1988-1989 : During the spring 1989, selected educators completed an eight-day pilot 
program designed to prepare and certify educators as STAR assessors. Principals, master teachers, 
instructional supervisors, college faculty and other education professionals were included in the 
total sample of 289. A total of 198 useable questionnaires were received, yielding a response rate 
of 69%. 

Data collected through the questionnaires were compiled and descriptive statistics were 
calculated Percentages were calculated for each survey item by scale category. In addition to 
percentages for the total respondent group, percentages were calculated for subgroups (e.g., 
principals/assistant principals, teachers, supervisors, college faculty/others). A qualitative analysis 
of comments provided by respondents was also conducted to identify common themes and concerns 
regarding the STAR and the LHP and LTEP. 

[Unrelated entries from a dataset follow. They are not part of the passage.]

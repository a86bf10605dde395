//! # tally-core
//!
//! Foundation crate for the Tally reconciliation engine.
//! Defines all types, traits, errors, config, events, and constants.
//! Every other crate in the workspace depends on this.

pub mod cancel;
pub mod coerce;
pub mod config;
pub mod constants;
pub mod errors;
pub mod events;
pub mod traits;
pub mod types;

// Re-export the most commonly used items at the crate root.
pub use cancel::RunCancellation;
pub use config::EngineConfig;
pub use errors::error_code::TallyErrorCode;
pub use events::dispatcher::EventDispatcher;
pub use events::handler::TallyEventHandler;
pub use types::collections::{FxHashMap, FxHashSet};
pub use types::combination::Combination;
pub use types::run::{DiscoveryMode, Run, RunParams, RunStage, RunStatus, StageKind, StageStatus};
pub use types::side::Side;
//! Storage-layer errors for SQLite operations.

use super::error_code::{self, TallyErrorCode};

/// Errors that can occur in the storage layer.
#[derive(Debug, thiserror::Error)]
pub enum StorageError {
    #[error("SQLite error: {message}")]
    SqliteError { message: String },

    #[error("migration failed at version {version}: {message}")]
    MigrationFailed { version: u32, message: String },

    #[error("database busy (another operation in progress)")]
    DbBusy,

    #[error("run {run_id} not found")]
    RunNotFound { run_id: i64 },

    /// A compare-and-swap status transition found a different current
    /// status than expected.
    #[error("run {run_id} status conflict: expected {expected}, found {found}")]
    StatusConflict {
        run_id: i64,
        expected: String,
        found: String,
    },

    #[error("data directory locked by another process: {path}")]
    DirLocked { path: String },
}

impl StorageError {
    pub fn sqlite(e: impl std::fmt::Display) -> Self {
        StorageError::SqliteError {
            message: e.to_string(),
        }
    }
}

impl From<rusqlite::Error> for StorageError {
    fn from(e: rusqlite::Error) -> Self {
        match e {
            rusqlite::Error::SqliteFailure(f, _)
                if f.code == rusqlite::ErrorCode::DatabaseBusy =>
            {
                StorageError::DbBusy
            }
            other => StorageError::sqlite(other),
        }
    }
}

impl TallyErrorCode for StorageError {
    fn error_code(&self) -> &'static str {
        error_code::STORAGE
    }
}
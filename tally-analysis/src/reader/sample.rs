//! Bounded, restartable sampling.

use rand::rngs::StdRng;
use rand::{Rng, SeedableRng};
use tally_core::config::SamplingPolicy;
use tally_core::errors::ReadError;

use super::detect::FileProfile;
use super::stream::RowStream;
use super::Row;

/// Read a bounded sample of rows.
///
/// `Head` takes the first `n` rows; `Uniform` reservoir-samples `n`
/// rows from the whole file with a seeded RNG, so the same seed always
/// yields the same rows. Sampled rows keep their file order.
pub fn sample_rows(
    profile: &FileProfile,
    n: usize,
    policy: SamplingPolicy,
    seed: u64,
) -> Result<Vec<Row>, ReadError> {
    if n == 0 {
        return Ok(Vec::new());
    }
    let stream = RowStream::open(profile)?;
    match policy {
        SamplingPolicy::Head => {
            let mut rows = Vec::with_capacity(n);
            for row in stream {
                rows.push(row?);
                if rows.len() == n {
                    break;
                }
            }
            Ok(rows)
        }
        SamplingPolicy::Uniform => {
            let mut rng = StdRng::seed_from_u64(seed);
            // Reservoir entries carry their row index so the sample can
            // be restored to file order at the end.
            let mut reservoir: Vec<(u64, Row)> = Vec::with_capacity(n);
            let mut seen = 0u64;
            for row in stream {
                let row = row?;
                if reservoir.len() < n {
                    reservoir.push((seen, row));
                } else {
                    let j = rng.gen_range(0..=seen);
                    if (j as usize) < n {
                        reservoir[j as usize] = (seen, row);
                    }
                }
                seen += 1;
            }
            reservoir.sort_by_key(|(idx, _)| *idx);
            Ok(reservoir.into_iter().map(|(_, row)| row).collect())
        }
    }
}

#[cfg(test)]
mod tests {
    use super::*;
    use std::fs::File;
    use std::io::Write;

    fn profile_for(rows: usize) -> (tempfile::TempDir, FileProfile) {
        let dir = tempfile::tempdir().unwrap();
        let path = dir.path().join("s.csv");
        let mut f = File::create(&path).unwrap();
        writeln!(f, "id,name").unwrap();
        for i in 0..rows {
            writeln!(f, "{i},n{i}").unwrap();
        }
        let p = FileProfile::detect(&path).unwrap();
        (dir, p)
    }

    #[test]
    fn head_takes_first_n() {
        let (_d, p) = profile_for(10);
        let rows = sample_rows(&p, 3, SamplingPolicy::Head, 0).unwrap();
        assert_eq!(rows.len(), 3);
        assert_eq!(rows[0][0], "0");
        assert_eq!(rows[2][0], "2");
    }

    #[test]
    fn uniform_is_restartable_with_same_seed() {
        let (_d, p) = profile_for(100);
        let a = sample_rows(&p, 10, SamplingPolicy::Uniform, 42).unwrap();
        let b = sample_rows(&p, 10, SamplingPolicy::Uniform, 42).unwrap();
        assert_eq!(a, b);
        let c = sample_rows(&p, 10, SamplingPolicy::Uniform, 43).unwrap();
        assert_ne!(a, c);
    }

    #[test]
    fn uniform_preserves_file_order() {
        let (_d, p) = profile_for(100);
        let rows = sample_rows(&p, 10, SamplingPolicy::Uniform, 7).unwrap();
        let ids: Vec<i64> = rows.iter().map(|r| r[0].parse().unwrap()).collect();
        let mut sorted = ids.clone();
        sorted.sort_unstable();
        assert_eq!(ids, sorted);
    }

    #[test]
    fn sample_larger_than_file_returns_all_rows() {
        let (_d, p) = profile_for(5);
        let rows = sample_rows(&p, 50, SamplingPolicy::Uniform, 1).unwrap();
        assert_eq!(rows.len(), 5);
    }
}
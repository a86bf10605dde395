//! Read-boundary value normalization.
//!
//! The store may hold blobs where text was expected, or nulls where a
//! number was expected. These helpers decode at the read boundary so
//! user-facing code always sees typed values and JSON serialization can
//! never fail on a stored value.

use rusqlite::types::ValueRef;

/// Coerce a stored value to `i64`, returning `default` for null,
/// unparseable text, and undecodable blobs. A warning is logged when a
/// value had to be coerced lossily.
pub fn safe_int(value: ValueRef<'_>, default: i64) -> i64 {
    match value {
        ValueRef::Integer(i) => i,
        ValueRef::Real(f) => f as i64,
        ValueRef::Null => default,
        ValueRef::Text(bytes) | ValueRef::Blob(bytes) => {
            match std::str::from_utf8(bytes).ok().and_then(|s| s.trim().parse::<i64>().ok()) {
                Some(i) => i,
                None => {
                    tracing::warn!(len = bytes.len(), "coerced undecodable stored value to int default");
                    default
                }
            }
        }
    }
}

/// Coerce a stored value to `String`, returning `default` for null and
/// decoding blobs lossily. A warning is logged on lossy decode.
pub fn safe_str(value: ValueRef<'_>, default: &str) -> String {
    match value {
        ValueRef::Text(bytes) | ValueRef::Blob(bytes) => match std::str::from_utf8(bytes) {
            Ok(s) => s.to_string(),
            Err(_) => {
                tracing::warn!(len = bytes.len(), "lossy decode of stored bytes to text");
                String::from_utf8_lossy(bytes).into_owned()
            }
        },
        ValueRef::Integer(i) => i.to_string(),
        ValueRef::Real(f) => f.to_string(),
        ValueRef::Null => default.to_string(),
    }
}

#[cfg(test)]
mod tests {
    use super::*;

    #[test]
    fn ints_pass_through_and_text_parses() {
        assert_eq!(safe_int(ValueRef::Integer(42), 0), 42);
        assert_eq!(safe_int(ValueRef::Text(b" 7 "), 0), 7);
        assert_eq!(safe_int(ValueRef::Null, -1), -1);
        assert_eq!(safe_int(ValueRef::Blob(&[0xff, 0xfe]), 9), 9);
    }

    #[test]
    fn strings_never_fail() {
        assert_eq!(safe_str(ValueRef::Text(b"ok"), ""), "ok");
        assert_eq!(safe_str(ValueRef::Null, "d"), "d");
        assert_eq!(safe_str(ValueRef::Integer(3), ""), "3");
        // Invalid UTF-8 decodes lossily instead of erroring.
        let s = safe_str(ValueRef::Blob(&[0x66, 0xff, 0x6f]), "");
        assert!(s.starts_with('f') && s.ends_with('o'));
    }
}
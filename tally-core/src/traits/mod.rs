//! Trait seams between crates.

pub mod storage;

pub use storage::{
    IAnalysisResults, IComparisons, IExportChunks, IRunStore, IRuns, IStages,
};
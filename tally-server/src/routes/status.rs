//! Status polling and cancellation.

use axum::extract::{Path, State};
use axum::Json;
use serde_json::{json, Value};
use tally_core::traits::{IRuns, IStages};

use crate::error::ApiError;
use crate::state::AppState;

/// GET /api/status/{run_id}
pub async fn status(
    State(state): State<AppState>,
    Path(run_id): Path<i64>,
) -> Result<Json<Value>, ApiError> {
    let run = state
        .store
        .get_run(run_id)?
        .ok_or_else(|| ApiError::not_found(format!("run {run_id} not found")))?;
    let stages = state.store.get_stages(run_id)?;

    let stage_list: Vec<Value> = stages
        .iter()
        .map(|s| {
            json!({
                "name": s.kind.as_str(),
                "status": s.status.as_str(),
                "details": s.details,
                "started_at": s.started_at,
                "completed_at": s.completed_at,
            })
        })
        .collect();

    Ok(Json(json!({
        "run_id": run.run_id,
        "status": run.status.as_str(),
        "current_stage": run.current_stage.map(|s| s.as_str()),
        "progress": run.progress,
        "created_at": run.created_at,
        "started_at": run.started_at,
        "completed_at": run.completed_at,
        "error_message": run.error_message,
        "quality_report": run.quality_report,
        "column_pool": run.column_pool,
        "stages": stage_list,
    })))
}

/// POST /api/cancel/{run_id}
pub async fn cancel(
    State(state): State<AppState>,
    Path(run_id): Path<i64>,
) -> Result<Json<Value>, ApiError> {
    let status = state.runner.cancel(run_id)?;
    Ok(Json(json!({ "run_id": run_id, "status": status.as_str() })))
}
//! Route table.

mod compare;
mod comparison;
mod export;
mod results;
mod status;

use axum::routing::{get, post};
use axum::Router;

use crate::state::AppState;

pub fn router(state: AppState) -> Router {
    Router::new()
        .route("/compare", post(compare::submit))
        .route("/api/status/:run_id", get(status::status))
        .route("/api/cancel/:run_id", post(status::cancel))
        .route("/api/run/:run_id", get(results::page))
        .route(
            "/api/comparison-v2/:run_id/available",
            get(comparison::available),
        )
        .route(
            "/api/comparison-v2/:run_id/summary",
            get(comparison::summary),
        )
        .route("/api/comparison-v2/:run_id/data", get(comparison::data))
        .route(
            "/api/comparison-export/:run_id/status",
            get(export::status),
        )
        .route("/api/comparison-export/:run_id/data", get(export::data))
        .route(
            "/api/comparison-export/:run_id/generate",
            post(export::generate),
        )
        .with_state(state)
}
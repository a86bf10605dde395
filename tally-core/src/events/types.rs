//! Event payloads.

use crate::types::run::{RunStatus, StageKind};

#[derive(Debug, Clone)]
pub struct RunStartedEvent {
    pub run_id: i64,
}

#[derive(Debug, Clone)]
pub struct StageStartedEvent {
    pub run_id: i64,
    pub stage: StageKind,
}

#[derive(Debug, Clone)]
pub struct StageCompletedEvent {
    pub run_id: i64,
    pub stage: StageKind,
    pub duration_ms: u64,
}

#[derive(Debug, Clone)]
pub struct ProgressEvent {
    pub run_id: i64,
    pub stage: StageKind,
    pub progress: u8,
}

/// Emitted periodically while a reconciliation streams.
#[derive(Debug, Clone)]
pub struct ReconcileProgressEvent {
    pub run_id: i64,
    pub combination_hash: String,
    pub rows_processed: u64,
}

/// The completion hook. Fired exactly once per run reaching a terminal
/// status, with that status.
#[derive(Debug, Clone)]
pub struct RunFinishedEvent {
    pub run_id: i64,
    pub status: RunStatus,
    pub error_message: Option<String>,
    pub duration_ms: u64,
}
//! Command line surface.

use std::path::PathBuf;

use clap::Parser;
use tally_core::EngineConfig;

/// Tabular-file reconciliation engine.
#[derive(Debug, Parser)]
#[command(name = "tally", version, about)]
pub struct Cli {
    /// Root of all persisted state (store.db, exports/, cache/, tmp/).
    #[arg(long, env = "TALLY_DATA_DIR")]
    pub data_dir: Option<PathBuf>,

    /// Concurrent runs.
    #[arg(long, env = "TALLY_WORKERS")]
    pub workers: Option<usize>,

    /// Export chunk rollover row count.
    #[arg(long)]
    pub max_rows_per_chunk: Option<usize>,

    /// Row count above which the analyzer samples.
    #[arg(long)]
    pub sample_threshold: Option<u64>,

    /// Cap on combinations scored per run.
    #[arg(long)]
    pub max_combinations: Option<usize>,

    /// Days before a run's artifacts are removed.
    #[arg(long)]
    pub retention_days: Option<u32>,

    /// Listen address for the HTTP gateway.
    #[arg(long, default_value = "127.0.0.1:8080")]
    pub listen: String,

    /// Optional TOML config file; CLI flags override it.
    #[arg(long)]
    pub config: Option<PathBuf>,

    /// One-shot mode: compare this file against --file-b and exit.
    #[arg(long, requires = "file_b")]
    pub file_a: Option<PathBuf>,

    /// One-shot mode: the B side.
    #[arg(long, requires = "file_a")]
    pub file_b: Option<PathBuf>,

    /// One-shot mode: combination size.
    #[arg(long, default_value_t = 1)]
    pub num_columns: usize,
}

impl Cli {
    /// Load the config file (if any) and lay CLI overrides on top.
    pub fn resolve_config(&self) -> Result<EngineConfig, String> {
        let mut config = match &self.config {
            Some(path) => {
                let text = std::fs::read_to_string(path)
                    .map_err(|e| format!("cannot read config {}: {e}", path.display()))?;
                EngineConfig::from_toml(&text)
                    .map_err(|e| format!("invalid config {}: {e}", path.display()))?
            }
            None => EngineConfig::default(),
        };
        if let Some(dir) = &self.data_dir {
            config.data_dir = Some(dir.clone());
        }
        if let Some(workers) = self.workers {
            config.workers = Some(workers);
        }
        if let Some(rows) = self.max_rows_per_chunk {
            config.max_rows_per_chunk = Some(rows);
        }
        if let Some(threshold) = self.sample_threshold {
            config.sample_threshold = Some(threshold);
        }
        if let Some(max) = self.max_combinations {
            config.max_combinations = Some(max);
        }
        if let Some(days) = self.retention_days {
            config.retention_days = Some(days);
        }
        Ok(config)
    }
}

#[cfg(test)]
mod tests {
    use super::*;

    #[test]
    fn cli_overrides_config_file() {
        let dir = tempfile::tempdir().unwrap();
        let path = dir.path().join("tally.toml");
        std::fs::write(&path, "workers = 8\nretention_days = 7\n").unwrap();

        let cli = Cli::parse_from([
            "tally",
            "--config",
            path.to_str().unwrap(),
            "--workers",
            "2",
        ]);
        let config = cli.resolve_config().unwrap();
        assert_eq!(config.effective_workers(), 2);
        assert_eq!(config.effective_retention_days(), 7);
    }

    #[test]
    fn bad_config_is_an_error() {
        let dir = tempfile::tempdir().unwrap();
        let path = dir.path().join("broken.toml");
        std::fs::write(&path, "workers = \"many\"").unwrap();
        let cli = Cli::parse_from(["tally", "--config", path.to_str().unwrap()]);
        assert!(cli.resolve_config().is_err());
    }
}
//! Comparison cache tests: round-trip, corruption tolerance, and
//! rebuild from export chunks.

use std::fs::File;
use std::io::Write;

use tally_analysis::cache::ComparisonCache;
use tally_core::types::results::{
    CacheEntry, ChunkStatus, ComparisonSummary, ExportCategory, ExportChunkMeta,
};
use tally_core::Combination;

fn summary(run_id: i64, combo: &Combination) -> ComparisonSummary {
    ComparisonSummary {
        run_id,
        combination: combo.clone(),
        matched: 2,
        only_a: 1,
        only_b: 1,
        total_a: 3,
        total_b: 3,
        generated_at: 1_700_000_000_000,
    }
}

#[test]
fn store_then_load_round_trips() {
    let dir = tempfile::tempdir().unwrap();
    let cache = ComparisonCache::new(dir.path().join("cache")).unwrap();
    let combo = Combination::new(["id"]);

    let entry = CacheEntry {
        summary: summary(7, &combo),
        sample_matched: vec!["2".into(), "3".into()],
        sample_only_a: vec!["1".into()],
        sample_only_b: vec!["4".into()],
    };
    cache.store(&entry).unwrap();

    let loaded = cache.load(7, &combo).unwrap().unwrap();
    assert_eq!(loaded.summary.matched, 2);
    assert_eq!(loaded.sample_matched, vec!["2", "3"]);

    // Missing entries are None, not errors.
    assert!(cache.load(8, &combo).unwrap().is_none());
}

#[test]
fn list_run_returns_only_that_runs_entries() {
    let dir = tempfile::tempdir().unwrap();
    let cache = ComparisonCache::new(dir.path().join("cache")).unwrap();
    let c1 = Combination::new(["id"]);
    let c2 = Combination::new(["dept", "role"]);

    for (run, combo) in [(1, &c1), (1, &c2), (2, &c1)] {
        cache
            .store(&CacheEntry {
                summary: summary(run, combo),
                sample_matched: vec![],
                sample_only_a: vec![],
                sample_only_b: vec![],
            })
            .unwrap();
    }
    assert_eq!(cache.list_run(1).unwrap().len(), 2);
    assert_eq!(cache.list_run(2).unwrap().len(), 1);

    cache.remove_run(1).unwrap();
    assert!(cache.list_run(1).unwrap().is_empty());
    assert_eq!(cache.list_run(2).unwrap().len(), 1);
}

#[test]
fn corrupt_entry_is_an_error_for_load_but_skipped_by_list() {
    let dir = tempfile::tempdir().unwrap();
    let cache = ComparisonCache::new(dir.path().join("cache")).unwrap();
    let combo = Combination::new(["id"]);

    let path = cache.entry_path(5, &combo.stable_hash());
    File::create(&path)
        .unwrap()
        .write_all(b"{not json")
        .unwrap();

    assert!(cache.load(5, &combo).is_err());
    assert!(cache.list_run(5).unwrap().is_empty());
}

#[test]
fn rebuild_from_chunks_restores_summary_and_samples() {
    let dir = tempfile::tempdir().unwrap();
    let cache = ComparisonCache::new(dir.path().join("cache")).unwrap();
    let combo = Combination::new(["id"]);

    // Handcraft a completed matched chunk.
    let chunk_path = dir.path().join("matched_chunk_0001.csv");
    File::create(&chunk_path)
        .unwrap()
        .write_all(b"key_id,id,name\n2,2,b\n3,3,c\n")
        .unwrap();
    let matched_chunks = vec![ExportChunkMeta {
        run_id: 9,
        combination_hash: combo.stable_hash(),
        category: ExportCategory::Matched,
        chunk_index: 1,
        row_count: 2,
        byte_size: 30,
        path: chunk_path.display().to_string(),
        status: ChunkStatus::Completed,
    }];

    let entry = cache
        .rebuild(
            summary(9, &combo),
            &move |category| match category {
                ExportCategory::Matched => matched_chunks.clone(),
                _ => Vec::new(),
            },
            100,
        )
        .unwrap();

    assert_eq!(entry.sample_matched, vec!["2", "3"]);
    assert!(entry.sample_only_a.is_empty());
    // The rebuilt entry is persisted.
    let loaded = cache.load(9, &combo).unwrap().unwrap();
    assert_eq!(loaded.sample_matched, vec!["2", "3"]);
}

Overall, responses to the initial survey indicated that educators, regardless of position, 
endorse the notion of assessing on-the-job teaching performance for providing support and 
professional development to the beginning teacher and experienced teacher, as well as a means of 
granting and renewing statewide teaching certification (LHP: 93.7% agree/strong agree; LTEP; 
86.9% agree/strongly agree). Respondents also supported the team approach to observations, 
conferences and professional development activities. Similar support was noted for the 
development of a similar system for principals. 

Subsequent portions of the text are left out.